The computational reproducibility of articles published under the Open Data + FAIR policy of IJGIS

Publication information:

Peter Kedron, Zijun Li, and Lingbo Liu. 2026. “The Computational Reproducibility of Articles Published under the Open Data + FAIR Policy of IJGIS”. International Journal of Geographical Information Science, Pp. 1–22. doi:10.1080/13658816.2025.2603586

Abstract

Academic journals increasingly require data and code sharing to improve computational reproducibility, but the effectiveness of these policies remains unclear.
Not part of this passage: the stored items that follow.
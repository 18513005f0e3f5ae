//! Stamp geometry
//!
//! All placement is computed in rendered page space, the page as a reader
//! sees it after `/Rotate`. [`rendered_to_user`] maps that space back onto
//! the unrotated MediaBox so the stamp appears upright.

use crate::constants::MM_PER_INCH;
use crate::types::SeamSide;

use super::{PageBox, PageMetrics, Rect, StampPlacement, Transform};

// =============================================================================
// Scale
// =============================================================================

/// Scale, in percent, that renders a bitmap `original_pixel_width` wide at
/// `target_width_mm`.
///
/// One source pixel maps to one user space unit at `units_per_inch`. Pass the
/// pre-rotation width so the stamp size does not change with rotation.
pub fn scale_percent(target_width_mm: f32, original_pixel_width: u32, units_per_inch: f32) -> f32 {
    if original_pixel_width == 0 {
        return 0.0;
    }
    let target_units = target_width_mm * units_per_inch / MM_PER_INCH;
    target_units / original_pixel_width as f32 * 100.0
}

/// Drawn size of a bitmap in user space units
pub fn scaled_size(pixel_width: u32, pixel_height: u32, scale_percent: f32) -> (f32, f32) {
    let factor = scale_percent / 100.0;
    (pixel_width as f32 * factor, pixel_height as f32 * factor)
}

// =============================================================================
// Page Metrics
// =============================================================================

/// Normalize a `/Rotate` value to 0, 90, 180 or 270
pub fn normalize_rotation(degrees: i64) -> u16 {
    let quarter_turns = ((degrees as f64) / 90.0).round() as i64;
    (quarter_turns.rem_euclid(4) * 90) as u16
}

/// Rendered width and height, swapped for quarter-turned pages
pub fn page_metrics(page: &PageBox) -> PageMetrics {
    let (w, h) = (page.media_box.width, page.media_box.height);
    match page.rotation {
        90 | 270 => PageMetrics {
            width: h,
            height: w,
        },
        _ => PageMetrics {
            width: w,
            height: h,
        },
    }
}

/// Map rendered page coordinates onto unrotated user space.
///
/// `/Rotate` turns the page clockwise for display, so this is the inverse
/// turn plus the MediaBox origin.
pub fn rendered_to_user(page: &PageBox) -> Transform {
    let mb = &page.media_box;
    match page.rotation {
        90 => Transform::new(0.0, 1.0, -1.0, 0.0, mb.x + mb.width, mb.y),
        180 => Transform::new(-1.0, 0.0, 0.0, -1.0, mb.x + mb.width, mb.y + mb.height),
        270 => Transform::new(0.0, -1.0, 1.0, 0.0, mb.x, mb.y + mb.height),
        _ => Transform::translate(mb.x, mb.y),
    }
}

// =============================================================================
// Placement
// =============================================================================

/// Origin of a page stamp from position ratios.
///
/// Ratio 0 is flush with the left/bottom edge, 1 with the right/top edge.
pub fn page_stamp_origin(
    ratio_x: f32,
    ratio_y: f32,
    page_width: f32,
    page_height: f32,
    image_width: f32,
    image_height: f32,
) -> (f32, f32) {
    let rx = ratio_x.clamp(0.0, 1.0);
    let ry = ratio_y.clamp(0.0, 1.0);
    (
        (page_width - image_width) * rx,
        (page_height - image_height) * ry,
    )
}

/// Origin of a seam slice against one edge.
///
/// `offset_ratio` runs top to bottom on vertical edges and left to right on
/// horizontal ones.
pub fn seam_stamp_origin(
    side: SeamSide,
    offset_ratio: f32,
    page_width: f32,
    page_height: f32,
    image_width: f32,
    image_height: f32,
) -> (f32, f32) {
    let r = offset_ratio.clamp(0.0, 1.0);
    match side {
        SeamSide::Left => (0.0, (page_height - image_height) * (1.0 - r)),
        SeamSide::Right => (
            page_width - image_width,
            (page_height - image_height) * (1.0 - r),
        ),
        SeamSide::Top => ((page_width - image_width) * r, page_height - image_height),
        SeamSide::Bottom => ((page_width - image_width) * r, 0.0),
    }
}

/// Transform that maps the unit image square onto the placement, in user space.
pub fn placement_transform(placement: &StampPlacement, page: &PageBox) -> Transform {
    let rect: &Rect = &placement.rect;
    let centered = Transform::new(
        rect.width,
        0.0,
        0.0,
        rect.height,
        -rect.width / 2.0,
        -rect.height / 2.0,
    );
    let local = if placement.rotation_degrees.abs() > f32::EPSILON {
        centered.then(&Transform::rotate_degrees(placement.rotation_degrees))
    } else {
        centered
    };
    local
        .then(&Transform::translate(rect.center_x(), rect.center_y()))
        .then(&rendered_to_user(page))
}

#[cfg(test)]
mod tests {
    use super::*;

    fn assert_close(actual: f32, expected: f32) {
        assert!(
            (actual - expected).abs() < 0.01,
            "expected {expected}, got {actual}"
        );
    }

    fn letter(rotation: u16) -> PageBox {
        PageBox {
            media_box: Rect::new(0.0, 0.0, 612.0, 792.0),
            rotation,
        }
    }

    #[test]
    fn test_scale_percent() {
        let scale = scale_percent(40.0, 200, 72.0);
        assert_close(scale, 56.69);
        assert_eq!(scale_percent(40.0, 0, 72.0), 0.0);

        // Backends with a finer grid scale proportionally
        assert_close(scale_percent(40.0, 200, 144.0), 2.0 * scale);
    }

    #[test]
    fn test_scaled_size() {
        let (w, h) = scaled_size(200, 100, 50.0);
        assert_close(w, 100.0);
        assert_close(h, 50.0);
    }

    #[test]
    fn test_normalize_rotation() {
        assert_eq!(normalize_rotation(0), 0);
        assert_eq!(normalize_rotation(90), 90);
        assert_eq!(normalize_rotation(-90), 270);
        assert_eq!(normalize_rotation(450), 90);
        assert_eq!(normalize_rotation(-180), 180);
    }

    #[test]
    fn test_page_metrics_swap_for_quarter_turns() {
        assert_eq!(page_metrics(&letter(0)).width, 612.0);
        assert_eq!(page_metrics(&letter(180)).width, 612.0);
        assert_eq!(page_metrics(&letter(90)).width, 792.0);
        assert_eq!(page_metrics(&letter(270)).height, 612.0);
    }

    #[test]
    fn test_page_stamp_origin() {
        assert_eq!(page_stamp_origin(0.0, 0.0, 600.0, 800.0, 100.0, 50.0), (0.0, 0.0));
        assert_eq!(
            page_stamp_origin(1.0, 1.0, 600.0, 800.0, 100.0, 50.0),
            (500.0, 750.0)
        );
        assert_eq!(
            page_stamp_origin(0.5, 0.5, 600.0, 800.0, 100.0, 50.0),
            (250.0, 375.0)
        );
        // Out of range ratios clamp to the edges
        assert_eq!(
            page_stamp_origin(-1.0, 2.0, 600.0, 800.0, 100.0, 50.0),
            (0.0, 750.0)
        );
    }

    #[test]
    fn test_seam_origin_right_edge_ignores_offset() {
        for offset in [0.0, 0.25, 0.5, 1.0] {
            let (x, _) = seam_stamp_origin(SeamSide::Right, offset, 600.0, 800.0, 40.0, 120.0);
            assert_eq!(x, 560.0);
        }
        let (_, y) = seam_stamp_origin(SeamSide::Right, 0.5, 600.0, 800.0, 40.0, 120.0);
        assert_close(y, 340.0);
    }

    #[test]
    fn test_seam_origin_left_edge_offset_runs_downwards() {
        assert_eq!(
            seam_stamp_origin(SeamSide::Left, 0.0, 600.0, 800.0, 40.0, 120.0),
            (0.0, 680.0)
        );
        assert_eq!(
            seam_stamp_origin(SeamSide::Left, 1.0, 600.0, 800.0, 40.0, 120.0),
            (0.0, 0.0)
        );
    }

    #[test]
    fn test_seam_origin_horizontal_edges() {
        assert_eq!(
            seam_stamp_origin(SeamSide::Top, 0.0, 600.0, 800.0, 120.0, 40.0),
            (0.0, 760.0)
        );
        assert_eq!(
            seam_stamp_origin(SeamSide::Top, 1.0, 600.0, 800.0, 120.0, 40.0),
            (480.0, 760.0)
        );
        assert_eq!(
            seam_stamp_origin(SeamSide::Bottom, 0.5, 600.0, 800.0, 120.0, 40.0),
            (240.0, 0.0)
        );
    }

    #[test]
    fn test_rendered_to_user_corners() {
        // Rendered bottom-left of a 90° page is the user space bottom-right
        let t = rendered_to_user(&letter(90));
        let (x, y) = t.apply(0.0, 0.0);
        assert_close(x, 612.0);
        assert_close(y, 0.0);
        // Rendered top-right (792 wide, 612 tall) is the user space top-left
        let (x, y) = t.apply(792.0, 612.0);
        assert_close(x, 0.0);
        assert_close(y, 792.0);

        let t = rendered_to_user(&letter(270));
        let (x, y) = t.apply(0.0, 0.0);
        assert_close(x, 0.0);
        assert_close(y, 792.0);

        let t = rendered_to_user(&letter(180));
        let (x, y) = t.apply(0.0, 0.0);
        assert_close(x, 612.0);
        assert_close(y, 792.0);
    }

    #[test]
    fn test_rendered_to_user_honors_media_box_origin() {
        let page = PageBox {
            media_box: Rect::new(10.0, 20.0, 100.0, 200.0),
            rotation: 0,
        };
        assert_eq!(rendered_to_user(&page).apply(5.0, 5.0), (15.0, 25.0));
    }

    #[test]
    fn test_placement_transform_unrotated() {
        let placement = StampPlacement {
            page: 1,
            rect: Rect::new(100.0, 200.0, 50.0, 30.0),
            rotation_degrees: 0.0,
        };
        let t = placement_transform(&placement, &letter(0));
        let (x0, y0) = t.apply(0.0, 0.0);
        let (x1, y1) = t.apply(1.0, 1.0);
        assert_close(x0, 100.0);
        assert_close(y0, 200.0);
        assert_close(x1, 150.0);
        assert_close(y1, 230.0);
    }

    #[test]
    fn test_placement_transform_keeps_center_when_rotated() {
        let placement = StampPlacement {
            page: 1,
            rect: Rect::new(100.0, 200.0, 50.0, 30.0),
            rotation_degrees: 2.0,
        };
        let t = placement_transform(&placement, &letter(0));
        let (cx, cy) = t.apply(0.5, 0.5);
        assert_close(cx, 125.0);
        assert_close(cy, 215.0);
    }
}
This study evaluates the changes in reproducibility after the Open Data + FAIR policy was implemented by the International Journal of Geographic Information Science in August 2019 through a systematic audit of 351 articles published between 2020–2024, with a comparison made to 32 articles from the pre-policy period. Using a five-star reproducibility framework based on FAIR principles, we assessed data and code availability, metadata quality, and adherence to open science standards. Results show significant improvement in material availability post-policy, with most articles now including data and code compared to minimal sharing pre-policy. However, computational reproducibility likely remains limited, with most articles achieving only 1–2 star ratings due to inadequate metadata, unclear workflow documentation, and missing details about computational environments. While compliance with basic sharing requirements increased after policy introduction, it is unclear if it has facilitated the comprehensive documentation necessary for independent reproduction. These findings suggest that journal policies focused solely on availability may be insufficient for achieving computational reproducibility in GIScience research, highlighting the need for enhanced standards addressing metadata, workflow documentation, and computational environments.